Which lines of the data contain the string "RECORD"? Show each of them.

(Collected data entries)
◇ ◇ ◇

impl MemoryHost {
    /// Creates a host with the builtin type catalog.
    pub fn new() -> Self {
        let host = Self {
            state: RefCell::new(State {
                types: HashMap::new(),
                type_names: HashMap::new(),
                routines: HashMap::new(),
                relations: HashMap::new(),
                tables: Tables::default(),
                statements: HashMap::new(),
                failing: HashMap::new(),
                portals: HashMap::new(),
                savepoints: Vec::new(),
                modules: Vec::new(),
                notices: Vec::new(),
                executed: Vec::new(),
            }),
            next_oid: Cell::new(16384),
            next_xid: Cell::new(100),
            next_id: Cell::new(1),
            in_transaction: Cell::new(true),
            fail_rollback: Cell::new(false),
        };
        host.register_builtins();
        host
    }

    fn register_builtins(&self) {
        use Alignment::*;
        let scalars: &[(Oid, &str, i16, bool, Alignment, Oid)] = &[
            (oid::BOOL, "bool", 1, true, Char, oid::BOOL_ARRAY),
            (oid::BYTEA, "bytea", -1, false, Int, oid::BYTEA_ARRAY),
            (oid::INT8, "int8", 8, true, Double, oid::INT8_ARRAY),
            (oid::INT2, "int2", 2, true, Short, oid::INT2_ARRAY),
            (oid::INT4, "int4", 4, true, Int, oid::INT4_ARRAY),
            (oid::TEXT, "text", -1, false, Int, oid::TEXT_ARRAY),
            (oid::JSON, "json", -1, false, Int, oid::JSON_ARRAY),
            (oid::FLOAT4, "float4", 4, true, Int, oid::FLOAT4_ARRAY),
            (oid::FLOAT8, "float8", 8, true, Double, oid::FLOAT8_ARRAY),
            (oid::BPCHAR, "bpchar", -1, false, Int, oid::BPCHAR_ARRAY),
            (oid::VARCHAR, "varchar", -1, false, Int, oid::VARCHAR_ARRAY),
            (oid::NUMERIC, "numeric", -1, false, Int, oid::NUMERIC_ARRAY),
            (oid::REFCURSOR, "refcursor", -1, false, Int, oid::REFCURSOR_ARRAY),
        ];
        for (type_oid, name, len, by_value, align, array_oid) in scalars {
            self.add_type(CatalogType::base(*type_oid, *name, *len, *by_value, *align));
            self.add_type(CatalogType::array(*array_oid, format!("_{}", name), *type_oid, *align));
            self.alias(&format!("{}[]", name), *array_oid);
        }
        self.add_type(CatalogType::pseudo(oid::VOID, "void"));
        self.add_type(CatalogType::pseudo(oid::TRIGGER, "trigger"));
        self.add_type(CatalogType::pseudo(oid::RECORD, "record"));
        self.add_type(CatalogType::array(oid::RECORD_ARRAY, "_record", oid::RECORD, Double));

        for (alias, type_oid) in [
            ("boolean", oid::BOOL),
            ("smallint", oid::INT2),
            ("integer", oid::INT4),
            ("int", oid::INT4),
            ("bigint", oid::INT8),
            ("real", oid::FLOAT4),
            ("double precision", oid::FLOAT8),
            ("character varying", oid::VARCHAR),
            ("character", oid::BPCHAR),
            ("integer[]", oid::INT4_ARRAY),
            ("bigint[]", oid::INT8_ARRAY),
        ] {
            self.alias(alias, type_oid);
        }
    }

    fn add_type(&self, entry: CatalogType) {
        let mut state = self.state.borrow_mut();
        state.type_names.insert(entry.name.clone(), entry.oid);
        state.types.insert(entry.oid, entry);
    }

    fn alias(&self, name: &str, type_oid: Oid) {
        self.state.borrow_mut().type_names.insert(name.to_string(), type_oid);
    }

    fn allocate_oid(&self) -> Oid {
        let oid = self.next_oid.get();
        self.next_oid.set(oid + 1);
        oid
    }

    fn allocate_id(&self) -> u64 {
        let id = self.next_id.get();
        self.next_id.set(id + 1);
        id
    }

    fn next_stamp(&self) -> RowStamp {
        let xid = self.next_xid.get();
        self.next_xid.set(xid + 1);
        RowStamp::new(xid, xid / 64, (xid % 64) as u16 + 1)
    }

    /// Defines an enum type and returns its identifier.
    pub fn define_enum(&self, name: &str, labels: &[&str]) -> Oid {
        let oid = self.allocate_oid();
        self.add_type(CatalogType::enumeration(oid, name, labels.iter().map(|l| l.to_string()).collect()));
        oid
    }

    /// Defines a domain over `base` and returns its identifier.
    pub fn define_domain(&self, name: &str, base: Oid, type_mod: i32) -> Oid {
        let oid = self.allocate_oid();
        let base_entry = self.state.borrow().types.get(&base).cloned();
        let entry = match base_entry {
            Some(base) => CatalogType::domain(oid, name, &base, type_mod),
            None => CatalogType {
                class: crate::types::TypeClass::Domain,
                base: Some(base),
                base_type_mod: type_mod,
                ..CatalogType::base(oid, name, -1, false, Alignment::Int)
            },
        };
        self.add_type(entry);
        oid
    }

    /// Defines a composite type and returns its identifier.
    pub fn define_composite(&self, name: &str, attributes: Vec<Attribute>) -> Oid {
        let oid = self.allocate_oid();
        self.add_type(CatalogType::composite(oid, name, attributes));
        oid
    }

    /// Defines an array type over `element` and returns its identifier.
    pub fn define_array(&self, element: Oid) -> Oid {
        let oid = self.allocate_oid();
        let (name, align) = match self.state.borrow().types.get(&element) {
            Some(e) => (format!("_{}", e.name), e.align),
            None => (format!("_{}", element), Alignment::Int),
        };
        self.add_type(CatalogType::array(oid, name, element, align));
        oid
    }

    /// Creates an empty table (and its row type). Returns the relation id.
    pub fn define_table(&self, name: &str, attributes: Vec<Attribute>) -> Oid {
        let oid = self.define_composite(name, attributes.clone());
        let descriptor = Rc::new(RowDescriptor::new(oid, attributes));
        let mut state = self.state.borrow_mut();
        state.tables.tables.insert(name.to_string(), Table { descriptor, rows: Vec::new() });
        state.relations.insert(oid, name.to_string());
        oid
    }

    /// Layout of a table.
    pub fn table_descriptor(&self, name: &str) -> Result<Rc<RowDescriptor>> {
        self.state.borrow().tables.descriptor(name)
    }

    /// Current rows of a table (empty when the table does not exist).
    pub fn table_rows(&self, name: &str) -> Vec<Vec<Option<Datum>>> {
        self.state.borrow().tables.rows(name).map(|r| r.rows).unwrap_or_default()
    }

    /// Appends a row to a table directly.
    pub fn insert_row(&self, name: &str, row: Vec<Option<Datum>>) -> Result<()> {
        self.state.borrow_mut().tables.insert(name, row)
    }

    /// Registers a statement with its handler.
    pub fn define_statement(
        &self,
        sql: &str,
        kind: StatementKind,
        handler: impl Fn(&mut Tables, &[Option<Datum>]) -> Result<QueryResult> + 'static,
    ) {
        let statement = Statement { kind, handler: Rc::new(Box::new(handler)) };
        self.state.borrow_mut().statements.insert(sql.to_string(), statement);
    }

    /// Registers `sql` as "select every row of `table`".
    pub fn define_select(&self, sql: &str, table: &str) {
        let table = table.to_string();
        self.define_statement(sql, StatementKind::Select, move |tables, _| {
            let rows = tables.rows(&table)?;
            Ok(QueryResult { kind: StatementKind::Select, processed: rows.len(), rows: Some(rows) })
        });
    }

    /// Registers `sql` as "insert one row built from the parameters".
    pub fn define_insert(&self, sql: &str, table: &str) {
        let table = table.to_string();
        self.define_statement(sql, StatementKind::Insert, move |tables, params| {
            tables.insert(&table, params.to_vec())?;
            Ok(QueryResult { kind: StatementKind::Insert, processed: 1, rows: None })
        });
    }

    /// Registers `sql` as "delete every row of `table`".
    pub fn define_delete(&self, sql: &str, table: &str) {
        let table = table.to_string();
        self.define_statement(sql, StatementKind::Delete, move |tables, _| {
            let processed = tables.delete_where(&table, |_| true)?;
            Ok(QueryResult { kind: StatementKind::Delete, processed, rows: None })
        });
    }

    /// Makes every execution of `sql` fail with `report`.
    pub fn fail_statement(&self, sql: &str, report: ErrorReport) {
        self.state.borrow_mut().failing.insert(sql.to_string(), report);
    }

    /// Makes the next savepoint rollback fail.
    pub fn fail_next_rollback(&self) {
        self.fail_rollback.set(true);
    }

    /// Sets whether a transaction is open.
    pub fn set_in_transaction(&self, value: bool) {
        self.in_transaction.set(value);
    }

    /// Stores a routine definition under a fresh identifier and stamp.
    pub fn create_routine(&self, mut def: RoutineDefinition) -> Oid {
        def.oid = self.allocate_oid();
        def.stamp = self.next_stamp();
        let oid = def.oid;
        self.state.borrow_mut().routines.insert(oid, def);
        oid
    }

    /// Replaces a routine's body, giving the definition a new stamp.
    pub fn replace_routine_source(&self, routine: Oid, source: &str) {
        let stamp = self.next_stamp();
        if let Some(def) = self.state.borrow_mut().routines.get_mut(&routine) {
            def.source = source.to_string();
            def.stamp = stamp;
        }
    }

    /// Removes a routine.
    pub fn drop_routine(&self, routine: Oid) {
        self.state.borrow_mut().routines.remove(&routine);
    }

    /// Adds a module evaluated by engines created afterwards.
    pub fn add_init_module(&self, name: &str, source: &str) {
        self.state
            .borrow_mut()
            .modules
            .push(InitModule { name: name.to_string(), source: source.to_string() });
    }

    /// Messages received through [`Host::notice`].
    pub fn notices(&self) -> Vec<(log::Level, String)> {
        self.state.borrow().notices.clone()
    }

    /// Statement texts executed so far.
    pub fn executed(&self) -> Vec<String> {
        self.state.borrow().executed.clone()
    }

    /// Number of open portals.
    pub fn open_portals(&self) -> usize {
        self.state.borrow().portals.len()
    }

    /// Number of active savepoints.
    pub fn savepoint_depth(&self) -> usize {
        self.state.borrow().savepoints.len()
    }

    /// Name of a relation by identifier.
    pub fn relation_name(&self, relation: Oid) -> Option<String> {
        self.state.borrow().relations.get(&relation).cloned()
    }

    fn run(&self, sql: &str, params: &[Option<Datum>], read_only: bool) -> Result<QueryResult> {
        let handler = {
            let mut state = self.state.borrow_mut();
            state.executed.push(sql.to_string());
            if let Some(report) = state.failing.get(sql) {
                return Err(Error::Host(report.clone()));
            }
            let statement = state.statements.get(sql).ok_or_else(|| {
                Error::Host(ErrorReport::new(format!("syntax error at or near \"{}\"", sql)).with_code("42601"))
            })?;
            if read_only && statement.kind != StatementKind::Select {
                return Err(Error::Host(
                    ErrorReport::new("statement is not allowed in a read-only execution").with_code("0A000"),
                ));
            }
            Rc::clone(&statement.handler)
        };
        let mut state = self.state.borrow_mut();
        handler(&mut state.tables, params)
    }
}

◇ ◇ ◇

EXPECTED ANSWER »
        self.add_type(CatalogType::pseudo(oid::RECORD, "record"));
        self.add_type(CatalogType::array(oid::RECORD_ARRAY, "_record", oid::RECORD, Double));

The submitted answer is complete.